> [TASK STATEMENT] From the entries below, copy every line holding the word "struct".

> [RAW DATA]

use serde::{Deserialize, Serialize};
use std::path::Path;

use crate::constants::*;
use crate::error::{CoreError, CoreResult};
use crate::logging::TracingConfig;

#[derive(Debug, Clone, Serialize, Deserialize)]
#[serde(default)]
pub struct GameConfig {
    pub slot_count: usize,
    pub ray_spacing: f32,
    pub margin: f32,
    pub ray_upper_diff: f32,
    pub required_slack: u32,
    pub settle_delay_secs: f32,
    pub click_cooldown_secs: f32,
    pub seed: u64,
    pub wrap_policy: LevelWrapPolicy,
    pub fill_bias: Option<FillBias>,
    pub timings: AnimationTimings,
    pub logging: TracingConfig,
}

impl Default for GameConfig {
    fn default() -> Self {
        Self {
            slot_count: DEFAULT_SLOT_COUNT,
            ray_spacing: DEFAULT_RAY_SPACING,
            margin: AREA_MARGIN,
            ray_upper_diff: RAY_UPPER_DIFF,
            required_slack: REQUIRED_SLACK,
            settle_delay_secs: SETTLE_DELAY_SECS,
            click_cooldown_secs: CLICK_COOLDOWN_SECS,
            seed: DEFAULT_LAYOUT_SEED,
            wrap_policy: LevelWrapPolicy::Wrap,
            fill_bias: None,
            timings: AnimationTimings::default(),
            logging: TracingConfig::default(),
        }
    }
}

impl GameConfig {
    pub fn from_ron_str(content: &str) -> CoreResult<Self> {
        let config: GameConfig =
            ron::from_str(content).map_err(|e| CoreError::ConfigParse(e.to_string()))?;
        config.validate()?;
        Ok(config)
    }

    pub fn from_json_str(content: &str) -> CoreResult<Self> {
        let config: GameConfig =
            serde_json::from_str(content).map_err(|e| CoreError::ConfigParse(e.to_string()))?;
        config.validate()?;
        Ok(config)
    }

    /// Load from a `.json` or `.ron` file
    pub fn load(path: impl AsRef<Path>) -> CoreResult<Self> {
        let path = path.as_ref();
        let content = std::fs::read_to_string(path)?;
        match path.extension().and_then(|e| e.to_str()) {
            Some("json") => Self::from_json_str(&content),
            Some("ron") => Self::from_ron_str(&content),
            other => Err(CoreError::ConfigParse(format!(
                "unsupported config extension {:?} for {}",
                other,
                path.display()
            ))),
        }
    }

    pub fn validate(&self) -> CoreResult<()> {
        if self.slot_count < MATCH_SIZE {
            return Err(CoreError::InvalidConfig(format!(
                "slot_count {} cannot hold a match of {}",
                self.slot_count, MATCH_SIZE
            )));
        }
        if self.ray_spacing <= 0.0 {
            return Err(CoreError::InvalidConfig("ray_spacing must be positive".into()));
        }
        if self.margin < 0.0 || self.ray_upper_diff <= 0.0 {
            return Err(CoreError::InvalidConfig(
                "margin must be >= 0 and ray_upper_diff > 0".into(),
            ));
        }
        if self.settle_delay_secs < 0.0 || self.click_cooldown_secs < 0.0 {
            return Err(CoreError::InvalidConfig("delays must not be negative".into()));
        }
        if let Some(bias) = &self.fill_bias {
            if !(0.0..=1.0).contains(&bias.probability) {
                return Err(CoreError::InvalidConfig(format!(
                    "fill bias probability {} outside 0..=1",
                    bias.probability
                )));
            }
        }
        self.timings.validate()
    }
}

/// What the level index does after the last level is completed
#[derive(Debug, Clone, Copy, PartialEq, Eq, Default, Serialize, Deserialize)]
pub enum LevelWrapPolicy {
    /// Back to level 0
    #[default]
    Wrap,
    /// Stay on the last level
    Clamp,
}

/// Random-fill weighting toward one archetype
#[derive(Debug, Clone, PartialEq, Serialize, Deserialize)]
pub struct FillBias {
    pub archetype: String,
    pub probability: f32,
}

/// Durations of the animations the core waits on (seconds)
#[derive(Debug, Clone, Copy, PartialEq, Serialize, Deserialize)]
#[serde(default)]
pub struct AnimationTimings {
    pub lift: f32,
    pub move_to_slot: f32,
    pub jump: f32,
    pub destroy: f32,
    pub destroy_up_diff: f32,
    pub reject_flash: f32,
}

impl Default for AnimationTimings {
    fn default() -> Self {
        Self {
            lift: LIFT_ANIMATION_DURATION,
            move_to_slot: MOVE_ANIMATION_DURATION,
            jump: JUMP_ANIMATION_DURATION,
            destroy: DESTROY_ANIMATION_DURATION,
            destroy_up_diff: DESTROY_POSITION_UP_DIFF,
            reject_flash: REJECT_FLASH_DURATION,
        }
    }
}

impl AnimationTimings {
    /// Pick to landing in the slot
    pub fn fly_to_slot(&self) -> f32 {
        self.lift + self.move_to_slot
    }

    fn validate(&self) -> CoreResult<()> {
        let all = [
            self.lift,
            self.move_to_slot,
            self.jump,
            self.destroy,
            self.reject_flash,
        ];
        if all.iter().any(|d| *d < 0.0) {
            return Err(CoreError::InvalidConfig(
                "animation durations must not be negative".into(),
            ));
        }
        Ok(())
    }
}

> [ANSWER SPACE]
pub struct GameConfig {
pub struct FillBias {
pub struct AnimationTimings {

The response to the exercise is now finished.